Panowie mam problem z grzejącą się tarczą przedniego prawego koła. Zaczęło się od wymiany klocków i tarcz zleconych mechanikowi. Po wymianie temperatura prawego koła była dużo wyższa niż pozostałych. Mechanik stwierdził iż uszkodzony jest gumowy przewód doprowadzający płyn do zacisku. Po wymianie niestety bez rezultatu
Postanowiłem dać sobie spokój z tym mechanikiem i sam zajrzeć do tego koła, co zostało wykonane:
- na pierwszy rzut poszły prowadnice po których przesuwają się klocki nie były dokładnie wyczyszczone ( miały być - mechanik poszedł na skróty) efekt taki sam, po przejechaniu kilku kilometrów tarcza gorąca, klocki piszczą, tłoczek się nie cofa.
- drugie podejście wyjęty zacisk, rozebrany, wymieniony o-ring, wyczyszczone wszystko jeszcze raz (mimo tego że mechanik to robił), złożone na pastę do tłoczków i płyn, generalnie zacisk jak nowy.

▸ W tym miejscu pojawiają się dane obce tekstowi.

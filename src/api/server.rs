//! Router assembly and server startup.

use super::handlers::{
    braille_handler, process_handler, process_text_handler, root_handler, status_handler,
};
use super::types::{AppState, ServerOptions};
use crate::config::ConversionConfig;
use crate::error::ConvertError;
use crate::jobs::JobStore;
use crate::pipeline::caption::VlmCaptioner;
use axum::{
    extract::DefaultBodyLimit,
    http::HeaderValue,
    routing::{get, post},
    Router,
};
use std::sync::Arc;
use tokio::signal;
use tower_http::{
    cors::{AllowOrigin, Any, CorsLayer},
    limit::RequestBodyLimitLayer,
    services::ServeDir,
    trace::TraceLayer,
};
use tracing::{info, warn};

/// Build the CORS layer from a comma-separated origin list.
///
/// `None`, or a list with no valid origin, allows every origin.
pub fn cors_layer(origins: Option<&str>) -> CorsLayer {
    let parsed: Vec<HeaderValue> = origins
        .unwrap_or_default()
        .split(',')
        .map(str::trim)
        .filter(|s| !s.is_empty())
        .filter_map(|s| s.parse().ok())
        .collect();

    if parsed.is_empty() {
        if origins.is_some_and(|o| !o.trim().is_empty()) {
            warn!("CORS origins set but none are valid; allowing all origins");
        }
        CorsLayer::new()
            .allow_origin(Any)
            .allow_methods(Any)
            .allow_headers(Any)
    } else {
        info!("CORS configured with {} allowed origin(s)", parsed.len());
        CorsLayer::new()
            .allow_origin(AllowOrigin::list(parsed))
            .allow_methods(Any)
            .allow_headers(Any)
    }
}

/// Build the API router around `state`.
pub fn create_router(state: AppState, options: &ServerOptions) -> Router {
    let static_dir = ServeDir::new(&state.config.output_dir);

    Router::new()
        .route("/", get(root_handler))
        .route("/process", post(process_handler))
        .route("/process/text", post(process_text_handler))
        .route("/braille", post(braille_handler))
        .route("/status/:file_id", get(status_handler))
        .nest_service("/static", static_dir)
        .layer(DefaultBodyLimit::max(options.max_upload_bytes))
        .layer(RequestBodyLimitLayer::new(options.max_upload_bytes))
        .layer(cors_layer(options.cors_origins.as_deref()))
        .layer(TraceLayer::new_for_http())
        .with_state(state)
}

/// Open the job store, build the captioner and serve until Ctrl+C / SIGTERM.
pub async fn serve(options: ServerOptions, config: ConversionConfig) -> Result<(), ConvertError> {
    tokio::fs::create_dir_all(&config.output_dir)
        .await
        .map_err(|e| ConvertError::OutputWriteFailed {
            path: config.output_dir.clone(),
            source: e,
        })?;

    let jobs = JobStore::connect(&options.database_url).await?;

    let captioner = Arc::new(VlmCaptioner::new(&config));
    if options.eager_model {
        captioner.warm_up().await?;
    }

    let state = AppState::new(config, captioner, jobs);
    let app = create_router(state, &options);

    let addr = format!("{}:{}", options.host, options.port);
    let listener = tokio::net::TcpListener::bind(&addr)
        .await
        .map_err(|e| ConvertError::Internal(format!("cannot bind {addr}: {e}")))?;
    info!("Listening on http://{}", addr);

    axum::serve(listener, app)
        .with_graceful_shutdown(shutdown_signal())
        .await
        .map_err(|e| ConvertError::Internal(format!("server error: {e}")))?;

    info!("Server shutdown complete");
    Ok(())
}

async fn shutdown_signal() {
    let ctrl_c = async {
        if let Err(e) = signal::ctrl_c().await {
            warn!("Cannot listen for Ctrl+C: {}", e);
            std::future::pending::<()>().await;
        }
    };

    #[cfg(unix)]
    let terminate = async {
        match signal::unix::signal(signal::unix::SignalKind::terminate()) {
            Ok(mut sig) => {
                sig.recv().await;
            }
            Err(e) => {
                warn!("Cannot listen for SIGTERM: {}", e);
                std::future::pending::<()>().await;
            }
        }
    };

    #[cfg(not(unix))]
    let terminate = std::future::pending::<()>();

    tokio::select! {
        _ = ctrl_c => info!("Received Ctrl+C, starting graceful shutdown"),
        _ = terminate => info!("Received SIGTERM, starting graceful shutdown"),
    }
}
//! Output rendering: paragraph groups → `.txt` and `.docx` files.
//!
//! Every file is written to `<name>.tmp` next to its destination and renamed
//! into place, so a reader (or the `/static` file server) never sees a
//! half-written document.

use crate::docx;
use crate::error::ConvertError;
use std::path::{Path, PathBuf};
use tracing::debug;

/// Plain text of an assembled document: groups joined by `\n`.
pub fn render_text(groups: &[String]) -> String {
    groups.join("\n")
}

/// Write the plain-text rendering to `dir/txt_name` and the Word rendering,
/// one paragraph per line, to `dir/docx_name`.
pub async fn write_text_and_docx(
    groups: &[String],
    dir: &Path,
    txt_name: &str,
    docx_name: &str,
) -> Result<(PathBuf, PathBuf), ConvertError> {
    let text = render_text(groups);

    let txt_path = dir.join(txt_name);
    write_atomic(&txt_path, text.as_bytes()).await?;

    let docx_path = dir.join(docx_name);
    let bytes = tokio::task::spawn_blocking(move || docx::docx_bytes(text.split('\n')))
        .await
        .map_err(|e| ConvertError::Internal(format!("docx task panicked: {}", e)))??;
    write_atomic(&docx_path, &bytes).await?;

    Ok((txt_path, docx_path))
}

/// Write `contents` to `path` via a temp file + rename.
pub async fn write_atomic(path: &Path, contents: &[u8]) -> Result<(), ConvertError> {
    let write_err = |e| ConvertError::OutputWriteFailed {
        path: path.to_path_buf(),
        source: e,
    };

    if let Some(parent) = path.parent() {
        tokio::fs::create_dir_all(parent).await.map_err(write_err)?;
    }

    let mut tmp_name = path.as_os_str().to_owned();
    tmp_name.push(".tmp");
    let tmp_path = PathBuf::from(tmp_name);

    tokio::fs::write(&tmp_path, contents).await.map_err(write_err)?;
    tokio::fs::rename(&tmp_path, path).await.map_err(write_err)?;

    debug!("Wrote {} ({} bytes)", path.display(), contents.len());
    Ok(())
}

I teraz najważniejsze podczas montażu klocków coś nie tak, klocek który powinien wejść w tłoczek i tam trzymać się mocno wypada mimo metalowych blaszek. Oględziny ujawniły iż mechanik źle zamontował klocki, blaszki mają rożną długość, dłuższe wchodzą w tłoczek, krótsze w obudowę zacisku. Myślę sobie jestem w domu, klocki założone jak należy, układ skręcony odpowietrzony, niestety nadal tarcza się grzeje po przejechaniu kilku kilometrów
do tego przy mniejszej prędkości klocki z tego koła piszczą cały czas tak jak by tłoczek nie wrócił
Co można jeszcze z tym zrobić ? Dodam iż inny mechanik zasugerował wymienić jeszcze raz gumowy wężyk, twierdzi że nowe zdarzają się źle zaciśnięte i płyn nie wraca z zacisku co za tym idzie klocki stoją trą o tarczę i wszystko się grzeje. Co sądzicie ?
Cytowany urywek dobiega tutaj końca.